— EXERCISE DESCRIPTION —
Pull out every line below that contains the word "SetProperty".

— TASK DATA —
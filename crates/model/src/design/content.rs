//! Content insertion and reordering.

use quire_primitives::{ElementId, PropertyValue};
use tracing::debug;

use super::Design;
use crate::activity::Record;
use crate::containment::{ContainerContext, ContentSlot};
use crate::error::{ContainmentError, Result};

impl Design {
	/// Inserts the detached `element` into `ctx` at `index`, or appends it.
	pub fn add(&mut self, ctx: &ContainerContext, element: ElementId, index: Option<usize>) -> Result<()> {
		if self.element(element)?.container().is_some() {
			return Err(ContainmentError::AlreadyContained { element }.into());
		}
		let index = ctx.check_element(self, element, index)?;
		self.run("add content", |d| d.attach(ctx, element, index))
	}

	/// Moves `element` out of its current container into `ctx` at `index`.
	pub fn move_to(&mut self, element: ElementId, ctx: &ContainerContext, index: Option<usize>) -> Result<()> {
		let Some(from) = self.element(element)?.container().cloned() else {
			return self.add(ctx, element, index);
		};
		if from == *ctx {
			let Some(at) = ctx.index_of(self, element) else {
				return Err(ContainmentError::NotContained {
					element,
					container: ctx.owner(),
					slot: ctx.label(self),
				}
				.into());
			};
			let last = ctx.count(self).saturating_sub(1);
			return self.move_content(ctx, at, index.unwrap_or(last).min(last));
		}
		self.check_restructure(&from)?;
		self.run("move element", |d| {
			d.detach(element, &from)?;
			let index = ctx.check_element(d, element, index)?;
			d.attach(ctx, element, index)?;
			d.refresh_dependents(from.owner())
		})
	}

	/// Moves the content at position `from` of `ctx` to position `to`.
	///
	/// The element is taken out and reinserted at `to` in one step, so the
	/// entries between the two positions shift by one.
	pub fn move_content(&mut self, ctx: &ContainerContext, from: usize, to: usize) -> Result<()> {
		self.check_restructure(ctx)?;
		let contents = ctx.contents(self);
		let len = contents.len();
		for index in [from, to] {
			if index >= len {
				return Err(ContainmentError::IndexOutOfRange { index, len }.into());
			}
		}
		if from == to {
			return Ok(());
		}
		let element = contents[from];
		self.run("move content", |d| {
			match ctx.content_slot() {
				ContentSlot::Slot(slot) => d.apply(Record::SlotMove {
					owner: ctx.owner(),
					slot: *slot,
					from,
					to,
					element,
				})?,
				ContentSlot::Property(name) => {
					let old = d.element(ctx.owner())?.local(name).cloned();
					let Some(PropertyValue::List(mut items)) = old.clone() else {
						return Err(ContainmentError::IndexOutOfRange { index: from, len }.into());
					};
					let item = items.remove(from);
					items.insert(to, item);
					d.apply(Record::SetProperty {
						element: ctx.owner(),
						property: name.clone(),
						old,
						new: Some(PropertyValue::List(items)),
					})?;
				}
			}
			d.refresh_dependents(ctx.owner())
		})
	}

	/// Rejects reordering or removal inside virtual, inherited or read-only content.
	fn check_restructure(&self, ctx: &ContainerContext) -> Result<()> {
		let owner = self.element(ctx.owner())?;
		if self.is_sealed(owner.module()) {
			return Err(ContainmentError::ReadOnlyModule {
				container: ctx.owner(),
				module: owner.module(),
			}
			.into());
		}
		if owner.is_virtual() {
			return Err(ContainmentError::VirtualElement { element: ctx.owner() }.into());
		}
		if ctx.slot_index().is_some() && owner.extends().is_some_and(|r| r.is_resolved()) {
			return Err(ContainmentError::InheritedContent { container: ctx.owner() }.into());
		}
		Ok(())
	}

	/// Records the insertion of a validated, detached element.
	fn attach(&mut self, ctx: &ContainerContext, element: ElementId, index: usize) -> Result<()> {
		match ctx.content_slot() {
			ContentSlot::Slot(slot) => self.apply(Record::SlotInsert {
				owner: ctx.owner(),
				slot: *slot,
				index,
				element,
			})?,
			ContentSlot::Property(name) => {
				let defn = self.property_defn(ctx.owner(), name)?;
				let old = self.element(ctx.owner())?.local(name).cloned();
				let new = if defn.is_list() {
					let mut items = old
						.as_ref()
						.and_then(PropertyValue::as_list)
						.map(<[PropertyValue]>::to_vec)
						.unwrap_or_default();
					items.insert(index.min(items.len()), PropertyValue::Element(element));
					PropertyValue::List(items)
				} else {
					PropertyValue::Element(element)
				};
				self.apply(Record::SetProperty {
					element: ctx.owner(),
					property: name.clone(),
					old,
					new: Some(new),
				})?;
				self.apply(Record::SetContainer {
					element,
					old: None,
					new: Some(ctx.clone()),
				})?;
			}
		}
		debug!(element = %element, container = %ctx, index, "content added");
		self.refresh_dependents(ctx.owner())
	}
}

— EXERCISE OUTPUT —
					d.apply(Record::SetProperty {
				self.apply(Record::SetProperty {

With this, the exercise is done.